WORK ORDER =>
Go through the records below and show every line with the string "fork".

[Collected data]

────────────────

//! Themed drill: one theme (optionally one tier) for the whole run.

use std::sync::Arc;

use rand::RngCore;
use tracing::debug;

use super::{ModeController, ModeKind, RunHistory, RunStats};
use crate::puzzle::{Puzzle, Tier};
use crate::rating::RatingChange;
use crate::selector::{SelectionFilters, Selector};
use crate::session::Attempt;

#[derive(Debug, Clone)]
pub struct ThemedDrill {
    theme: String,
    tier: Option<Tier>,
    limit: Option<u32>,
    history: RunHistory,
    stats: RunStats,
}

impl ThemedDrill {
    pub fn new(theme: impl Into<String>, tier: Option<Tier>) -> Self {
        Self {
            theme: theme.into(),
            tier,
            limit: None,
            history: RunHistory::default(),
            stats: RunStats::default(),
        }
    }

    /// Stop after this many attempts.
    pub fn with_limit(mut self, limit: u32) -> Self {
        self.limit = Some(limit);
        self
    }

    pub fn theme(&self) -> &str {
        &self.theme
    }

    fn filters(&self) -> SelectionFilters {
        let filters = SelectionFilters::default().with_theme(self.theme.clone());
        match self.tier {
            Some(tier) => filters.with_tier(tier),
            None => filters,
        }
    }
}

impl ModeController for ThemedDrill {
    fn kind(&self) -> ModeKind {
        ModeKind::ThemedDrill
    }

    fn next_puzzle(&mut self, selector: &Selector<'_>, rng: &mut dyn RngCore) -> Option<Arc<Puzzle>> {
        if self.is_over() {
            return None;
        }

        let mut selection = self.history.draw(selector, self.filters(), rng)?;
        if !selection.is_exact() {
            if self.history.served() == 0 {
                debug!(theme = %self.theme, tier = ?self.tier, "No puzzle matches the drill");
                return None;
            }
            // Every matching puzzle was served once; cycle through them again
            self.history.forget();
            selection = self.history.draw(selector, self.filters(), rng)?;
            if !selection.is_exact() {
                return None;
            }
        }
        Some(self.history.serve(selection))
    }

    fn record(&mut self, attempt: &Attempt) -> Option<RatingChange> {
        self.stats.record(attempt.solved);
        None
    }

    fn is_over(&self) -> bool {
        self.limit.is_some_and(|limit| self.stats.attempted >= limit)
    }

    fn stats(&self) -> &RunStats {
        &self.stats
    }
}

#[cfg(test)]
mod tests {
    use super::*;
    use crate::index::CorpusIndex;
    use crate::modes::test_support::{attempt, ladder_corpus};
    use rand::SeedableRng;
    use rand_chacha::ChaCha8Rng;

    #[test]
    fn test_drill_stays_on_theme_and_tier() {
        let index = ladder_corpus(2);
        let selector = Selector::new(&index);
        let mut rng = ChaCha8Rng::seed_from_u64(8);
        let mut drill = ThemedDrill::new("Pin", Some(Tier::Advanced)).with_limit(4);

        while let Some(puzzle) = drill.next_puzzle(&selector, &mut rng) {
            assert!(puzzle.has_theme("pin"));
            assert_eq!(puzzle.tier(), Some(Tier::Advanced));
            drill.record(&attempt(&puzzle, true));
        }
        assert_eq!(drill.stats().attempted, 4);
        assert!(drill.is_over());
    }

    #[test]
    fn test_drill_cycles_when_theme_is_exhausted() {
        let index = CorpusIndex::build(vec![
            Puzzle::new("f1", "fen", &["e2e4", "e7e5"], 1000, &["fork"]),
            Puzzle::new("f2", "fen", &["e2e4", "e7e5"], 1100, &["fork"]),
            Puzzle::new("p1", "fen", &["e2e4", "e7e5"], 1000, &["pin"]),
        ]);
        let selector = Selector::new(&index);
        let mut rng = ChaCha8Rng::seed_from_u64(9);
        let mut drill = ThemedDrill::new("fork", None);

        let mut previous = None;
        for _ in 0..8 {
            let puzzle = drill.next_puzzle(&selector, &mut rng).unwrap();
            assert!(puzzle.id.starts_with('f'), "served {}", puzzle.id);
            assert_ne!(Some(puzzle.id.clone()), previous);
            previous = Some(puzzle.id.clone());
            drill.record(&attempt(&puzzle, false));
        }
        assert!(!drill.is_over());
    }

    #[test]
    fn test_drill_with_no_matching_puzzle_serves_nothing() {
        let index = CorpusIndex::build(vec![
            Puzzle::new("f1", "fen", &["e2e4", "e7e5"], 800, &["fork"]),
            Puzzle::new("p1", "fen", &["e2e4", "e7e5"], 1700, &["pin"]),
        ]);
        let selector = Selector::new(&index);
        let mut rng = ChaCha8Rng::seed_from_u64(10);

        let mut drill = ThemedDrill::new("fork", Some(Tier::Expert));
        for _ in 0..3 {
            assert!(drill.next_puzzle(&selector, &mut rng).is_none());
        }

        let mut drill = ThemedDrill::new("skewer", None);
        assert!(drill.next_puzzle(&selector, &mut rng).is_none());
        assert_eq!(drill.stats().attempted, 0);
    }

    #[test]
    fn test_single_match_repeats_instead_of_relaxing() {
        let index = CorpusIndex::build(vec![
            Puzzle::new("f1", "fen", &["e2e4", "e7e5"], 800, &["fork"]),
            Puzzle::new("p1", "fen", &["e2e4", "e7e5"], 900, &["pin"]),
        ]);
        let selector = Selector::new(&index);
        let mut rng = ChaCha8Rng::seed_from_u64(11);
        let mut drill = ThemedDrill::new("fork", None);

        for _ in 0..4 {
            let puzzle = drill.next_puzzle(&selector, &mut rng).unwrap();
            assert_eq!(puzzle.id, "f1");
            drill.record(&attempt(&puzzle, true));
        }
    }
}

────────────────

WRITTEN REPLY =>
            Puzzle::new("f1", "fen", &["e2e4", "e7e5"], 1000, &["fork"]),
            Puzzle::new("f2", "fen", &["e2e4", "e7e5"], 1100, &["fork"]),
        let mut drill = ThemedDrill::new("fork", None);
            Puzzle::new("f1", "fen", &["e2e4", "e7e5"], 800, &["fork"]),
        let mut drill = ThemedDrill::new("fork", Some(Tier::Expert));
            Puzzle::new("f1", "fen", &["e2e4", "e7e5"], 800, &["fork"]),
        let mut drill = ThemedDrill::new("fork", None);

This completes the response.